This information comes from the magazine,
Business Week, May, 2006:
“From heart surgery to prostate care, the
medical industry knows little about which
treatments really work.”
Dr. David Eddy is a heart surgeon and
health-care economist. He started investigating
common treatments for various health conditions
to find out if they really worked. “The problem
is that we don’t know what we are doing,” he
says. Even today, with a high-tech health-care
system that costs the nation $2 trillion a year,
there is little or no evidence that many widely
used treatments and procedures actually work
better than cheaper alternatives.
This judgment pertains to a shocking number of
conditions or diseases, from cardiovascular woes
to back pain to prostate cancer. During his
long career proving that the practice of
medicine is more guesswork than science, Eddy
has repeatedly punctured cherished physician
myths.
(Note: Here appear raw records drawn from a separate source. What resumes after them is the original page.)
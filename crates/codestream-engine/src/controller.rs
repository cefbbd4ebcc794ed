use anyhow::{anyhow, bail, Context, Result};
use uuid::Uuid;

use codestream_contracts::history::{
    Commit, CommitHash, CommitKind, ImageSession, Variant, VariantStatus, VersionEntry,
    VersionKind,
};
use codestream_contracts::journal::{GenerationJournal, JournalEvent};
use codestream_contracts::project::ProjectState;
use codestream_contracts::protocol::{
    CodeGenerationParams, CodePayload, GenerationParams, GenerationType, InputMode,
    PromptBatchEntry, PromptContent, Settings,
};
use codestream_contracts::stream::StreamKey;

use crate::client::{
    CancelHandle, CancelReason, CodegenClient, GenerationCallbacks, GenerationOutcome, Notice,
    FAILURE_MESSAGE,
};
use crate::transport::CodegenTransport;

pub const CANCELLED_VARIANT_MESSAGE: &str = "Generation cancelled";
const DEFAULT_CREATE_SUMMARY: &str = "Create";
const DEFAULT_EDIT_SUMMARY: &str = "Edit";
const DEFAULT_IMPORT_SUMMARY: &str = "Imported code";

/// What the user asked for.
#[derive(Debug, Clone, PartialEq)]
pub struct GenerationRequest {
    pub generation_type: GenerationType,
    pub input_mode: InputMode,
    pub prompt: PromptContent,
    pub num_variants: usize,
    pub settings: Settings,
}

#[derive(Debug, Clone, PartialEq, Eq)]
pub struct GenerationReport {
    pub outcome: GenerationOutcome,
    /// Commits of this request that are still in the graph.
    pub commits: Vec<CommitHash>,
    pub version_id: Option<String>,
}

/// One page of a request: the commit it streams into and the session whose
/// head follows it.
#[derive(Debug, Clone)]
struct PageTarget {
    page: usize,
    session_id: Option<String>,
    parent: Option<CommitHash>,
    hash: CommitHash,
}

/// Owns a project and wires generation requests into it.
pub struct ProjectController {
    state: ProjectState,
    journal: Option<GenerationJournal>,
}
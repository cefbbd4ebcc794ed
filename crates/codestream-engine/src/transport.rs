use std::io::ErrorKind;
use std::net::TcpStream;
use std::time::Duration;

use anyhow::{Context, Result};
use tungstenite::protocol::frame::coding::CloseCode;
use tungstenite::protocol::CloseFrame;
use tungstenite::stream::MaybeTlsStream;
use tungstenite::{connect as websocket_connect, Message as WsMessage, WebSocket};

/// What a single read from the connection produced.
#[derive(Debug, Clone, PartialEq, Eq)]
pub enum TransportEvent {
    Text(String),
    /// The peer closed, with the close code when one was sent.
    Closed(Option<u16>),
    /// Nothing arrived before the read timeout.
    Idle,
}

/// A bidirectional text-message connection to the generation service.
pub trait CodegenTransport {
    fn send_text(&mut self, raw: &str) -> Result<()>;
    fn next_event(&mut self) -> Result<TransportEvent>;
    fn close(&mut self, code: u16, reason: &str) -> Result<()>;
}

pub struct WebSocketTransport {
    ws: WebSocket<MaybeTlsStream<TcpStream>>,
}

impl WebSocketTransport {
    /// Opens the connection. Reads time out after `read_timeout` so the
    /// caller gets a chance to look at its cancel flag.
    pub fn connect(url: &str, read_timeout: Duration) -> Result<Self> {
        let (mut ws, _) = websocket_connect(url)
            .with_context(|| format!("failed to connect code generation websocket {url}"))?;
        set_socket_read_timeout(&mut ws, Some(read_timeout));
        tracing::info!(url, "connected to code generation service");
        Ok(Self { ws })
    }
}

impl CodegenTransport for WebSocketTransport {
    fn send_text(&mut self, raw: &str) -> Result<()> {
        self.ws
            .send(WsMessage::Text(raw.to_string().into()))
            .context("failed to send generation request")
    }

    fn next_event(&mut self) -> Result<TransportEvent> {
        let message = match self.ws.read() {
            Ok(message) => message,
            Err(tungstenite::Error::Io(err))
                if matches!(err.kind(), ErrorKind::WouldBlock | ErrorKind::TimedOut) =>
            {
                return Ok(TransportEvent::Idle);
            }
            Err(tungstenite::Error::ConnectionClosed | tungstenite::Error::AlreadyClosed) => {
                return Ok(TransportEvent::Closed(None));
            }
            Err(err) => return Err(err).context("code generation read failed"),
        };

        let event = match message {
            WsMessage::Text(text) => TransportEvent::Text(text.to_string()),
            WsMessage::Binary(bytes) => {
                TransportEvent::Text(String::from_utf8_lossy(&bytes).to_string())
            }
            WsMessage::Close(frame) => {
                TransportEvent::Closed(frame.map(|frame| u16::from(frame.code)))
            }
            _ => TransportEvent::Idle,
        };
        Ok(event)
    }

    fn close(&mut self, code: u16, reason: &str) -> Result<()> {
        let frame = CloseFrame {
            code: CloseCode::from(code),
            reason: reason.to_string().into(),
        };
        match self.ws.close(Some(frame)) {
            Ok(()) | Err(tungstenite::Error::ConnectionClosed) => Ok(()),
            Err(err) => Err(err).context("failed to close code generation websocket"),
        }
    }
}

fn set_socket_read_timeout(
    ws: &mut WebSocket<MaybeTlsStream<TcpStream>>,
    timeout: Option<Duration>,
) {
    match ws.get_mut() {
        MaybeTlsStream::Plain(stream) => {
            let _ = stream.set_read_timeout(timeout);
        }
        MaybeTlsStream::Rustls(stream) => {
            let _ = stream.get_mut().set_read_timeout(timeout);
        }
        _ => {}
    }
}

#[cfg(test)]
pub(crate) mod scripted {
    use std::collections::VecDeque;
    use std::sync::{Arc, Mutex};

    use anyhow::{anyhow, Result};

    use super::{CodegenTransport, TransportEvent};
    use crate::client::CancelHandle;

    pub(crate) enum Step {
        Event(TransportEvent),
        Fail(&'static str),
        /// Flips the cancel handle and reports an idle read.
        Cancel(CancelHandle),
    }

    #[derive(Debug, Default)]
    pub(crate) struct TransportLog {
        pub sent: Vec<String>,
        pub closed_with: Option<u16>,
        pub reads: usize,
    }

    /// In-memory transport that replays a fixed script of reads.
    pub(crate) struct ScriptedTransport {
        steps: VecDeque<Step>,
        log: Arc<Mutex<TransportLog>>,
        fail_send: bool,
    }

    impl ScriptedTransport {
        pub(crate) fn new(steps: Vec<Step>) -> Self {
            Self {
                steps: steps.into(),
                log: Arc::new(Mutex::new(TransportLog::default())),
                fail_send: false,
            }
        }

        pub(crate) fn texts(messages: &[serde_json::Value], close: Option<u16>) -> Self {
            let mut steps: Vec<Step> = messages
                .iter()
                .map(|message| Step::Event(TransportEvent::Text(message.to_string())))
                .collect();
            steps.push(Step::Event(TransportEvent::Closed(close)));
            Self::new(steps)
        }

        pub(crate) fn failing_send(mut self) -> Self {
            self.fail_send = true;
            self
        }

        pub(crate) fn log(&self) -> Arc<Mutex<TransportLog>> {
            Arc::clone(&self.log)
        }

        fn with_log(&self, f: impl FnOnce(&mut TransportLog)) -> Result<()> {
            let mut log = self
                .log
                .lock()
                .map_err(|_| anyhow!("transport log poisoned"))?;
            f(&mut log);
            Ok(())
        }
    }

    impl CodegenTransport for ScriptedTransport {
        fn send_text(&mut self, raw: &str) -> Result<()> {
            if self.fail_send {
                return Err(anyhow!("broken pipe"));
            }
            self.with_log(|log| log.sent.push(raw.to_string()))
        }

        fn next_event(&mut self) -> Result<TransportEvent> {
            self.with_log(|log| log.reads += 1)?;
            match self.steps.pop_front() {
                Some(Step::Event(event)) => Ok(event),
                Some(Step::Fail(message)) => Err(anyhow!(message)),
                Some(Step::Cancel(handle)) => {
                    handle.cancel();
                    Ok(TransportEvent::Idle)
                }
                None => Err(anyhow!("script exhausted")),
            }
        }

        fn close(&mut self, code: u16, _reason: &str) -> Result<()> {
            self.with_log(|log| log.closed_with = Some(code))
        }
    }
}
He showed, for instance, that the annual
chest X-ray was worthless, over the objections
of doctors who made money off the regular
visit. He proved that doctors had little clue
about the success rate of procedures such as
surgery for enlarged prostates. He traced one
common practice-preventing women from giving
birth vaginally if they had previously had a
cesarean-to the recommendation of one lone
doctor. Indeed, when he began taking on
medicine’s sacred cows, Eddy liked to cite a
figure that only 15% of what doctors did was
backed by hard evidence. A great many doctors
and health-care quality experts have come to
endorse Eddy’s critique.
For example, Can you trust your doctor’s
recommendation to have surgery for an aching
back? Make sure you have all the facts.
Evidence says surgery does not fix the problem
over the long term any better than time,
chiropractic care and exercise. Pain clinics
are full of people who have had back surgery and
now are worse off. $325,000 is spent on spinal
fusion each year! I’ve always said Chiropractic
first, drugs second and surgery last!